If a bettor spends enough money, he or she will be able to get a discount in the way of a rebate.  For example, Churchill Downs, Inc. has a business entity, Velocity, that caters to its best customers.  Velocity is a separate holding under the advance deposit wagering (ADW) profit center TwinSpires.  Churchill Downs describes it as “a business that is licensed in the British Dependency Isle of Man focusing on high- wagering-volume international customers.”

Monetary rebates have the net result of reducing takeout rates for the most prolific bettors, as measured by the cumulative amount wagered over some specified period of time, just as special deals and rebates on cars lower selling prices.

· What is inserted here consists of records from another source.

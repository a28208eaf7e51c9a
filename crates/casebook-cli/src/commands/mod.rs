//! Command implementations.

mod config;
mod session;
mod timeline;

pub use config::{ConfigCommand, ConfigReport};
pub use session::{SessionCommand, SessionReport};
pub use timeline::{TimelineCommand, TimelineReport};
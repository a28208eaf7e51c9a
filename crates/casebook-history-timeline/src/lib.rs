//! Case history timeline assembly for Casebook.
//!
//! A case's history is kept in two places: the status history (transitions
//! such as `active` to `arrested`) and the audit log (who created, edited or
//! viewed the record). This crate merges both into a single list, newest
//! first, that a front end can render and filter.
//!
//! ```
//! use casebook_history_timeline::{TimelineBuilder, TimelineFilter};
//!
//! let timeline = TimelineBuilder::new().build(&[], &[], TimelineFilter::All);
//! assert!(timeline.is_empty());
//! ```
//!
//! Building is pure: no I/O, inputs are only borrowed, and the same inputs
//! always produce an equal timeline.

mod builder;
mod entry;
mod filter;
mod render;

pub use builder::{Timeline, TimelineBuilder, TimelineSummary};
pub use entry::{Accent, EntryCategory, Icon, TimelineEntry};
pub use filter::{FilterParseError, TimelineFilter};
pub use render::RenderOptions;
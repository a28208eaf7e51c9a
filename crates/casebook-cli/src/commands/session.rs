//! Session command implementation.

use std::fmt::Write as _;

use casebook_session::{Permission, Role, Session};
use clap::Parser;
use serde::Serialize;
use strum::IntoEnumIterator;

use crate::cli::CommandContext;
use crate::error::CliError;
use crate::output::{print_output, FormattedOutput, IconContext};

/// Decode a login token and show what it allows
#[derive(Debug, Parser)]
pub struct SessionCommand {
    /// Login token, as issued by the case API
    #[arg(long, env = "CASEBOOK_TOKEN", hide_env_values = true)]
    token: String,
}

impl SessionCommand {
    pub fn execute(&self, ctx: &CommandContext) -> Result<(), CliError> {
        let session = Session::from_token(&self.token)?;
        tracing::debug!(role = %session.role(), "decoded session");
        print_output(ctx, &SessionReport::new(&session, IconContext::new()))
    }
}

/// Who a token belongs to and what they may do.
#[derive(Debug, Serialize)]
pub struct SessionReport {
    pub id: String,
    pub name: String,
    pub email: String,
    pub role: Role,
    #[serde(skip_serializing_if = "Option::is_none")]
    pub district: Option<String>,
    #[serde(skip_serializing_if = "Option::is_none")]
    pub expires_at: Option<String>,
    pub permissions: Vec<Permission>,
    #[serde(skip)]
    icons: IconContext,
}

impl SessionReport {
    pub fn new(session: &Session, icons: IconContext) -> Self {
        let claims = session.claims();
        Self {
            id: claims.id.clone(),
            name: claims.name.clone(),
            email: claims.email.clone(),
            role: session.role(),
            district: claims.district.clone(),
            expires_at: claims.expires_at().map(|at| at.to_rfc3339()),
            permissions: session.role().permissions(),
            icons,
        }
    }
}

impl FormattedOutput for SessionReport {
    fn format_text(&self) -> String {
        let mut out = format!("{} <{}>\n", self.name, self.email);
        let _ = writeln!(out, "  id:       {}", self.id);
        let _ = writeln!(out, "  role:     {}", self.role);
        if let Some(district) = &self.district {
            let _ = writeln!(out, "  district: {district}");
        }
        let _ = writeln!(
            out,
            "  expires:  {}",
            self.expires_at.as_deref().unwrap_or("never")
        );

        out.push_str("\nPermissions:\n");
        for permission in Permission::iter() {
            let mark = if self.permissions.contains(&permission) {
                self.icons.check()
            } else {
                self.icons.cross()
            };
            let _ = writeln!(out, "  {mark} {permission}");
        }

        out.trim_end().to_string()
    }
}
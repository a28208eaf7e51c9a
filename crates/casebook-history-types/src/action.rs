//! Audit log actions.

use serde::{Deserialize, Serialize};
use std::fmt;

/// User action recorded in a case's audit log.
///
/// The API may add actions over time; anything unrecognised is kept as
/// [`AuditAction::Other`] instead of failing ingestion.
#[derive(Debug, Clone, PartialEq, Eq, Hash, Serialize, Deserialize)]
#[serde(from = "String", into = "String")]
pub enum AuditAction {
    /// The case record was created.
    Create,
    /// A field of the case record was edited.
    Update,
    /// Someone opened the case details.
    View,
    /// Any other action string.
    Other(String),
}

impl AuditAction {
    /// Wire representation.
    pub fn as_str(&self) -> &str {
        match self {
            Self::Create => "create",
            Self::Update => "update",
            Self::View => "view",
            Self::Other(s) => s,
        }
    }
}

impl From<String> for AuditAction {
    fn from(s: String) -> Self {
        match s.as_str() {
            "create" => Self::Create,
            "update" => Self::Update,
            "view" => Self::View,
            _ => Self::Other(s),
        }
    }
}

impl From<&str> for AuditAction {
    fn from(s: &str) -> Self {
        Self::from(s.to_string())
    }
}

impl From<AuditAction> for String {
    fn from(action: AuditAction) -> Self {
        match action {
            AuditAction::Other(s) => s,
            known => known.as_str().to_string(),
        }
    }
}

impl fmt::Display for AuditAction {
    fn fmt(&self, f: &mut fmt::Formatter<'_>) -> fmt::Result {
        f.write_str(self.as_str())
    }
}

#[cfg(test)]
mod tests {
    use super::*;

    #[test]
    fn test_known_actions() {
        assert_eq!(AuditAction::from("create"), AuditAction::Create);
        assert_eq!(AuditAction::from("update"), AuditAction::Update);
        assert_eq!(AuditAction::from("view"), AuditAction::View);
    }

    #[test]
    fn test_unknown_action_is_kept() {
        let action = AuditAction::from("archive");
        assert_eq!(action, AuditAction::Other("archive".into()));
        assert_eq!(String::from(action), "archive");
    }

    #[test]
    fn test_action_converts_from_str() {
        let action: AuditAction = "view".into();
        assert_eq!(action, AuditAction::View);
        assert_eq!(AuditAction::View.to_string(), "view");
    }

    #[test]
    fn test_action_matching_is_case_sensitive() {
        assert_eq!(AuditAction::from("Update"), AuditAction::Other("Update".into()));
    }

    #[test]
    fn test_action_serde() {
        let json = serde_json::to_string(&AuditAction::Update).unwrap();
        assert_eq!(json, "\"update\"");
        let parsed: AuditAction = serde_json::from_str("\"export\"").unwrap();
        assert_eq!(parsed, AuditAction::Other("export".into()));
    }
}
use crate::ApiError;
use casebook_common_config::ApiConfig;
use casebook_common_core::CaseId;
use casebook_common_http::{parse_json, HttpClient, HttpConfig, HttpError, RequestBuilder};
use casebook_common_log::spans::{case_span, instrument_future, record_error, request_span, Timer};
use casebook_history_types::ingest::{audit_log_from_value, status_history_from_value};
use casebook_history_types::{AuditLogEvent, StatusChangeEvent};
use casebook_session::{Permission, Session};
use serde_json::Value;
use tracing::debug;
use url::Url;

/// Both history feeds of one case, as fetched.
#[derive(Debug, Clone, Default, PartialEq)]
pub struct CaseHistory {
    pub status_events: Vec<StatusChangeEvent>,
    pub audit_events: Vec<AuditLogEvent>,
}

impl CaseHistory {
    pub fn is_empty(&self) -> bool {
        self.status_events.is_empty() && self.audit_events.is_empty()
    }
}

/// Client for the case records API.
#[derive(Debug, Clone)]
pub struct CaseApi {
    http: HttpClient,
    request: RequestBuilder,
}

impl CaseApi {
    /// Client for the API at `base_url`.
    pub fn new(base_url: impl Into<String>, http: HttpClient) -> Self {
        Self {
            http,
            request: RequestBuilder::new().base_url(base_url).accept_json(),
        }
    }

    /// Client built from the `api` config section.
    pub fn from_config(config: &ApiConfig) -> Result<Self, ApiError> {
        let base_url = url::Url::parse(config.base_url.trim())
            .map_err(|e| ApiError::Config(format!("api.base_url '{}': {e}", config.base_url)))?;
        if !matches!(base_url.scheme(), "http" | "https") {
            return Err(ApiError::Config(format!(
                "api.base_url must be http or https, got '{}'",
                base_url.scheme()
            )));
        }
        let http = HttpClient::with_config(HttpConfig::with_timeout_secs(config.request_timeout_secs))?;
        Ok(Self::new(config.base_url.trim(), http))
    }

    /// Status changes of a case, in the order the API returned them.
    pub async fn status_history(
        &self,
        session: &Session,
        case_id: &CaseId,
    ) -> Result<Vec<StatusChangeEvent>, ApiError> {
        session.require(Permission::ViewHistory)?;
        let value = self.fetch(session, case_id, STATUS_HISTORY).await?;
        Ok(status_history_from_value(value)?)
    }

    /// Audit log of a case, in the order the API returned it.
    pub async fn audit_logs(
        &self,
        session: &Session,
        case_id: &CaseId,
    ) -> Result<Vec<AuditLogEvent>, ApiError> {
        session.require(Permission::ViewHistory)?;
        let value = self.fetch(session, case_id, AUDIT_LOGS).await?;
        Ok(audit_log_from_value(value)?)
    }

    /// Both feeds, fetched concurrently. Fails if either fetch fails.
    pub async fn case_history(
        &self,
        session: &Session,
        case_id: &CaseId,
    ) -> Result<CaseHistory, ApiError> {
        let timer = Timer::start("case_history");
        let fetch = async {
            tokio::try_join!(
                self.status_history(session, case_id),
                self.audit_logs(session, case_id)
            )
        };
        let (status_events, audit_events) =
            instrument_future(fetch, case_span(case_id.as_str())).await?;
        timer.finish();

        debug!(
            case = %case_id,
            status = status_events.len(),
            audit = audit_events.len(),
            "fetched case history"
        );
        Ok(CaseHistory {
            status_events,
            audit_events,
        })
    }

    /// `{base}/api/criminals/{case_id}/{feed}`, with the id percent-encoded.
    fn endpoint(&self, case_id: &CaseId, feed: &str) -> Result<Url, ApiError> {
        if matches!(case_id.as_str(), "." | "..") {
            return Err(HttpError::InvalidUrl(format!("'{case_id}' is not a usable case id")).into());
        }
        Ok(self.request.url(["api", "criminals", case_id.as_str(), feed])?)
    }

    async fn fetch(&self, session: &Session, case_id: &CaseId, feed: &str) -> Result<Value, ApiError> {
        let request = self.request.clone().bearer_auth(session.bearer_token())?;
        let url = self.endpoint(case_id, feed)?;

        let fetch = async {
            let response = self.http.get(url.as_str(), request.headers()).await?;
            let value: Value = parse_json(response).await?;
            Ok::<_, ApiError>(value)
        };

        instrument_future(
            async {
                let result = fetch.await;
                if let Err(e) = &result {
                    record_error(e);
                }
                result
            },
            request_span("GET", url.path()),
        )
        .await
    }
}

const STATUS_HISTORY: &str = "status-history";
const AUDIT_LOGS: &str = "audit-logs";
//! Request headers and URL building.

use reqwest::header::{HeaderMap, HeaderName, HeaderValue, ACCEPT, AUTHORIZATION};
use reqwest::Url;

use crate::HttpError;

/// Common HTTP header values.
pub mod headers {
    pub const CONTENT_TYPE_JSON: &str = "application/json";
}

/// Accumulates a base URL and headers shared by a family of requests.
#[derive(Debug, Clone, Default)]
pub struct RequestBuilder {
    headers: HeaderMap,
    base_url: Option<String>,
}

impl RequestBuilder {
    pub fn new() -> Self {
        Self::default()
    }

    /// Set the base URL.
    pub fn base_url(mut self, url: impl Into<String>) -> Self {
        self.base_url = Some(url.into());
        self
    }

    /// Add a header. Invalid names or values are skipped.
    pub fn header(mut self, name: impl AsRef<str>, value: impl AsRef<str>) -> Self {
        if let (Ok(name), Ok(value)) = (
            HeaderName::try_from(name.as_ref()),
            HeaderValue::try_from(value.as_ref()),
        ) {
            self.headers.insert(name, value);
        }
        self
    }

    /// Add bearer token authorization. The value is marked sensitive so it
    /// stays out of debug output.
    pub fn bearer_auth(mut self, token: impl AsRef<str>) -> Result<Self, HttpError> {
        let mut value = HeaderValue::try_from(format!("Bearer {}", token.as_ref()))
            .map_err(|_| HttpError::InvalidHeader { name: "authorization" })?;
        value.set_sensitive(true);
        self.headers.insert(AUTHORIZATION, value);
        Ok(self)
    }

    /// Ask for JSON responses.
    pub fn accept_json(mut self) -> Self {
        self.headers
            .insert(ACCEPT, HeaderValue::from_static(headers::CONTENT_TYPE_JSON));
        self
    }

    /// Get the built headers.
    pub fn headers(&self) -> &HeaderMap {
        &self.headers
    }

    /// Append path segments to the base URL.
    ///
    /// Each segment is percent-encoded, so a `/`, `?` or `#` inside one stays
    /// part of that segment.
    pub fn url<'a>(&self, segments: impl IntoIterator<Item = &'a str>) -> Result<Url, HttpError> {
        let base = self
            .base_url
            .as_deref()
            .ok_or_else(|| HttpError::InvalidUrl("no base URL set".to_string()))?;
        let mut url =
            Url::parse(base).map_err(|e| HttpError::InvalidUrl(format!("{base}: {e}")))?;
        url.path_segments_mut()
            .map_err(|_| HttpError::InvalidUrl(format!("{base} cannot be a base URL")))?
            .pop_if_empty()
            .extend(segments);
        Ok(url)
    }
}

#[cfg(test)]
mod tests {
    use super::*;

    #[test]
    fn test_url_joins_segments() {
        let builder = RequestBuilder::new().base_url("http://cases.local:5000/");
        assert_eq!(
            builder.url(["api", "criminals", "7", "audit-logs"]).unwrap().as_str(),
            "http://cases.local:5000/api/criminals/7/audit-logs"
        );
        let builder = RequestBuilder::new().base_url("http://cases.local:5000/v2");
        assert_eq!(
            builder.url(["api", "x"]).unwrap().as_str(),
            "http://cases.local:5000/v2/api/x"
        );
    }

    #[test]
    fn test_url_encodes_segments() {
        let builder = RequestBuilder::new().base_url("http://cases.local");
        let url = builder.url(["api", "criminals", "64f1?x=1#", "status-history"]).unwrap();
        assert_eq!(url.as_str(), "http://cases.local/api/criminals/64f1%3Fx=1%23/status-history");
        assert!(url.query().is_none());
        assert!(url.fragment().is_none());

        let url = builder.url(["api", "criminals", "a/b", "audit-logs"]).unwrap();
        assert_eq!(url.path(), "/api/criminals/a%2Fb/audit-logs");
    }

    #[test]
    fn test_url_needs_a_usable_base() {
        assert!(matches!(
            RequestBuilder::new().url(["api"]),
            Err(HttpError::InvalidUrl(_))
        ));
        assert!(matches!(
            RequestBuilder::new().base_url("not a url").url(["api"]),
            Err(HttpError::InvalidUrl(_))
        ));
        assert!(matches!(
            RequestBuilder::new().base_url("mailto:desk@cases.local").url(["api"]),
            Err(HttpError::InvalidUrl(_))
        ));
    }

    #[test]
    fn test_bearer_auth_is_sensitive() {
        let builder = RequestBuilder::new().bearer_auth("abc.def.ghi").unwrap();
        let auth = builder.headers().get(AUTHORIZATION).unwrap();
        assert_eq!(auth.to_str().unwrap(), "Bearer abc.def.ghi");
        assert!(auth.is_sensitive());
        assert!(!format!("{:?}", builder).contains("abc.def.ghi"));
    }

    #[test]
    fn test_bearer_auth_rejects_unsendable_token() {
        let err = RequestBuilder::new().bearer_auth("abc\ndef").unwrap_err();
        assert!(matches!(err, HttpError::InvalidHeader { name: "authorization" }));
    }

    #[test]
    fn test_invalid_header_is_skipped() {
        let builder = RequestBuilder::new()
            .header("bad header", "x")
            .header("X-Case-Client", "casebook")
            .accept_json();
        assert_eq!(builder.headers().len(), 2);
        assert_eq!(builder.headers()[ACCEPT], "application/json");
    }
}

Suppose, for example, that the aggregate amount wagered at a racetrack on win bets during its fiscal year was XYZ dollars and that the published takeout on such bets is 17%.  Further, say that 70% of this total win-bet handle was derived from large-scale bettors who received rebates to varying degrees.  Thus the racetrack’s weighted average takeout rate for win bets was lower than the advertised 17%…and maybe much lower.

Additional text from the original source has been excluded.